Find the line holding "let t = i64::from(thickness.max(1));" in the entries below. Give it again exactly, along with every line after it up to and including the line holding "let (x, y) = (left".

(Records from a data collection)
● ● ● ● ●

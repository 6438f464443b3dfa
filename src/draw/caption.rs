//! Caption text: font loading, measuring, centering and stroked rendering.

use ab_glyph::{Font, FontArc, InvalidFont, PxScale, ScaleFont};
use image::{Rgb, RgbImage};
use imageproc::drawing::{draw_text_mut, text_size};
use std::fs;
use std::path::{Path, PathBuf};

use crate::config::{Corners, saturate};

const EMBEDDED_FONT: &[u8] = include_bytes!("../../assets/fonts/DejaVuSans.ttf");

/// Glyph height in pixels at caption scale 1.0.
pub const BASE_GLYPH_PX: f32 = 30.0;

#[derive(Debug, thiserror::Error)]
pub enum FontError {
    #[error("failed to read font {path}: {source}")]
    Io {
        path: PathBuf,
        #[source]
        source: std::io::Error,
    },

    #[error("not a usable TrueType/OpenType font: {0}")]
    Invalid(#[from] InvalidFont),
}

/// Pixel footprint of a rendered caption.
///
/// `height` is the ink extent above the baseline and `baseline` the room
/// reserved below it; both include half the stroke, `width` the full stroke.
#[derive(Debug, Clone, Copy, PartialEq, Eq)]
pub struct TextExtent {
    pub width: i32,
    pub height: i32,
    pub baseline: i32,
}

/// Face used to measure and draw captions.
#[derive(Debug, Clone)]
pub struct CaptionFont {
    font: FontArc,
}

impl CaptionFont {
    /// The bundled DejaVu Sans face.
    pub fn embedded() -> Result<Self, FontError> {
        Ok(Self {
            font: FontArc::try_from_slice(EMBEDDED_FONT)?,
        })
    }

    pub fn from_file(path: &Path) -> Result<Self, FontError> {
        let data = fs::read(path).map_err(|source| FontError::Io {
            path: path.to_path_buf(),
            source,
        })?;
        Ok(Self {
            font: FontArc::try_from_vec(data)?,
        })
    }

    /// Loads `path` when given, otherwise the embedded face.
    pub fn load(path: Option<&Path>) -> Result<Self, FontError> {
        match path {
            Some(path) => Self::from_file(path),
            None => Self::embedded(),
        }
    }

    pub fn px_scale(scale: f32) -> PxScale {
        PxScale::from(BASE_GLYPH_PX * scale)
    }

    /// Measures `text` as it will be drawn with the given scale and stroke.
    pub fn measure(&self, text: &str, scale: f32, thickness: i32) -> TextExtent {
        let px = Self::px_scale(scale);
        let thickness = thickness.max(1);
        let (advance, _) = text_size(px, &self.font, text);

        let scaled = self.font.as_scaled(px);
        let mut top = 0f32;
        for c in text.chars() {
            if let Some(outline) = scaled.outline_glyph(scaled.scaled_glyph(c)) {
                top = top.min(outline.px_bounds().min.y);
            }
        }

        TextExtent {
            width: (advance as i32).saturating_add(thickness),
            height: ((-top).round() as i32).saturating_add(thickness / 2 + thickness % 2),
            baseline: (-scaled.descent() + thickness as f32 * 0.5).round() as i32,
        }
    }

    fn ascent(&self, scale: f32) -> f32 {
        self.font.as_scaled(Self::px_scale(scale)).ascent()
    }
}

/// Baseline-left origin that centers a caption of `extent` in `corners`.
///
/// The vertical term adds the text height to the box height before halving,
/// which drops the baseline into the lower half of the box. Halving rounds
/// toward negative infinity, so text wider than its box starts left of it.
pub fn place_caption(corners: Corners, extent: TextExtent) -> (i32, i32) {
    let (x1, y1) = (i64::from(corners.x1), i64::from(corners.y1));
    let box_width = i64::from(corners.x2) - x1;
    let box_height = i64::from(corners.y2) - y1;
    let x = x1 + (box_width - i64::from(extent.width)).div_euclid(2);
    let y = y1 + (box_height + i64::from(extent.height)).div_euclid(2);
    (saturate(x), saturate(y))
}

/// Draws `text` with its baseline-left corner at `origin`.
///
/// Strokes wider than one pixel are built by stamping the glyphs at every
/// offset of a `thickness`-wide disc. The offsets span
/// `-(t/2) ..= t - t/2 - 1` like the ROI stroke, so even strokes lean one
/// pixel up and to the left.
pub fn draw_caption(
    canvas: &mut RgbImage,
    font: &CaptionFont,
    text: &str,
    origin: (i32, i32),
    scale: f32,
    thickness: i32,
    color: [u8; 3],
) {
    let px = CaptionFont::px_scale(scale);
    let color = Rgb(color);
    let (width, height) = (i64::from(canvas.width()), i64::from(canvas.height()));
    let left = i64::from(origin.0);
    let top = i64::from(origin.1) - font.ascent(scale).round() as i64;

    // Generous bound on how far glyph ink strays from the draw position.
    let (text_w, text_h) = text_size(px, &font.font, text);
    let reach = i64::from(text_w.max(text_h)) + 2 * px.x.max(px.y).ceil() as i64;

    let t = i64::from(thickness.max(1));
    let lo = -(t / 2);
    let hi = t - t / 2 - 1;
    let diameter_sq = (t - 1) * (t - 1) + 1;
    for dy in lo..=hi {
        for dx in lo..=hi {
            // Distance from the disc center in half-pixel units.
            let (a, b) = (2 * dx - (lo + hi), 2 * dy - (lo + hi));
            if a * a + b * b > diameter_sq {
                continue;
            }
            let (x, y) = (left + dx, top + dy);
            if x + reach < 0 || y + reach < 0 || x - reach >= width || y - reach >= height {
                continue;
            }
            draw_text_mut(canvas, color, x as i32, y as i32, px, &font.font, text);
        }
    }
}

#[cfg(test)]
mod tests {
    use super::*;

    const PLATE_BOX: Corners = Corners::new(809, 73, 1266, 194);

    #[test]
    fn plate_box_placement_from_fixed_metrics() {
        let extent = TextExtent {
            width: 465,
            height: 71,
            baseline: 32,
        };
        assert_eq!(place_caption(PLATE_BOX, extent), (805, 169));
    }

    #[test]
    fn narrow_text_is_centered() {
        let extent = TextExtent {
            width: 301,
            height: 40,
            baseline: 10,
        };
        // (457 - 301) / 2 = 78, (121 + 40) / 2 = 80
        assert_eq!(place_caption(PLATE_BOX, extent), (887, 153));
    }

    #[test]
    fn odd_overflow_rounds_down() {
        let corners = Corners::new(100, 50, 110, 60);
        let extent = TextExtent {
            width: 13,
            height: 5,
            baseline: 1,
        };
        // (10 - 13) / 2 = -1.5 -> -2; (10 + 5) / 2 = 7.5 -> 7
        assert_eq!(place_caption(corners, extent), (98, 57));
    }

    #[test]
    fn thicker_stroke_grows_extent() {
        let font = CaptionFont::embedded().expect("embedded font");
        let thin = font.measure("RAH972U", 3.2, 1);
        let thick = font.measure("RAH972U", 3.2, 7);
        assert_eq!(thick.width - thin.width, 6);
        assert_eq!(thick.height - thin.height, 3);
        assert!(thin.height > 40 && thin.height < 110, "height {}", thin.height);
        assert!(thin.width > thin.height);
    }

    #[test]
    fn longer_text_measures_wider() {
        let font = CaptionFont::embedded().expect("embedded font");
        let short = font.measure("RAH", 1.0, 1);
        let long = font.measure("RAH972U", 1.0, 1);
        assert!(long.width > short.width);
    }

    #[test]
    fn missing_font_file_is_reported() {
        let err = CaptionFont::from_file(Path::new("no/such/font.ttf")).unwrap_err();
        assert!(matches!(err, FontError::Io { .. }));
    }

    #[test]
    fn garbage_font_file_is_rejected() {
        let dir = tempfile::tempdir().expect("tempdir");
        let path = dir.path().join("broken.ttf");
        fs::write(&path, b"definitely not a font").expect("write");
        let err = CaptionFont::from_file(&path).unwrap_err();
        assert!(matches!(err, FontError::Invalid(_)));
    }

    #[test]
    fn caption_ink_sits_on_the_baseline() {
        let font = CaptionFont::embedded().expect("embedded font");
        let mut img = RgbImage::new(400, 160);
        let origin = (20, 110);
        let extent = font.measure("RAH972U", 1.5, 3);
        draw_caption(&mut img, &font, "RAH972U", origin, 1.5, 3, [0, 255, 0]);

        let inked: Vec<(u32, u32)> = img
            .enumerate_pixels()
            .filter(|(_, _, p)| p.0 != [0, 0, 0])
            .map(|(x, y, _)| (x, y))
            .collect();
        assert!(!inked.is_empty(), "nothing drawn");

        let lowest = inked.iter().map(|&(_, y)| y as i32).max().unwrap_or(0);
        let highest = inked.iter().map(|&(_, y)| y as i32).min().unwrap_or(0);
        let leftmost = inked.iter().map(|&(x, _)| x as i32).min().unwrap_or(0);
        let rightmost = inked.iter().map(|&(x, _)| x as i32).max().unwrap_or(0);

        // No descenders in this text: ink stops within a stroke of the baseline.
        assert!(lowest <= origin.1 + 4, "lowest ink row {lowest}");
        assert!(highest >= origin.1 - extent.height - 3, "highest ink row {highest}");
        assert!(leftmost >= origin.0 - 3);
        assert!(rightmost <= origin.0 + extent.width + 3);
    }

    fn ink_span(font: &CaptionFont, thickness: i32) -> (i32, i32) {
        let mut img = RgbImage::new(200, 160);
        draw_caption(&mut img, font, "I", (80, 110), 2.0, thickness, [0, 255, 0]);
        let (mut xs, mut ys) = (Vec::new(), Vec::new());
        for (x, y, p) in img.enumerate_pixels() {
            if p.0 != [0, 0, 0] {
                xs.push(x as i32);
                ys.push(y as i32);
            }
        }
        let span = |v: &[i32]| v.iter().max().unwrap_or(&0) - v.iter().min().unwrap_or(&0) + 1;
        (span(&xs), span(&ys))
    }

    #[test]
    fn stroke_adds_thickness_minus_one_pixels() {
        let font = CaptionFont::embedded().expect("embedded font");
        let (thin_w, thin_h) = ink_span(&font, 1);
        for t in [2, 5, 6, 7] {
            let (w, h) = ink_span(&font, t);
            assert_eq!(w - thin_w, t - 1, "width at thickness {t}");
            assert_eq!(h - thin_h, t - 1, "height at thickness {t}");
        }
    }

    #[test]
    fn extreme_box_places_without_overflow() {
        let extent = TextExtent {
            width: 465,
            height: 71,
            baseline: 32,
        };
        let (x, y) = place_caption(Corners::new(i32::MIN, 0, 40, 10), extent);
        assert!(x < 0);
        assert_eq!(y, 40);

        let far = place_caption(Corners::new(i32::MAX, i32::MAX, i32::MAX, i32::MAX), extent);
        // (0 - 465) / 2 rounds down to -233; the vertical sum saturates.
        assert_eq!(far, (i32::MAX - 233, i32::MAX));
    }

    #[test]
    fn far_away_origin_draws_nothing() {
        let font = CaptionFont::embedded().expect("embedded font");
        let mut img = RgbImage::new(40, 40);
        for origin in [(i32::MIN, i32::MIN), (i32::MAX, i32::MAX), (i32::MIN, 20)] {
            draw_caption(&mut img, &font, "RAH972U", origin, 3.2, 7, [0, 255, 0]);
        }
        assert!(img.pixels().all(|p| p.0 == [0, 0, 0]));
    }

    #[test]
    fn huge_thickness_measures_without_overflow() {
        let font = CaptionFont::embedded().expect("embedded font");
        let extent = font.measure("RAH972U", 1.0, i32::MAX);
        assert_eq!(extent.width, i32::MAX);
        assert!(extent.height > i32::MAX / 2);
    }
}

● ● ● ● ●

=== Answer to this exercise ===
    let t = i64::from(thickness.max(1));
    let lo = -(t / 2);
    let hi = t - t / 2 - 1;
    let diameter_sq = (t - 1) * (t - 1) + 1;
    for dy in lo..=hi {
        for dx in lo..=hi {
            // Distance from the disc center in half-pixel units.
            let (a, b) = (2 * dx - (lo + hi), 2 * dy - (lo + hi));
            if a * a + b * b > diameter_sq {
                continue;
            }
            let (x, y) = (left + dx, top + dy);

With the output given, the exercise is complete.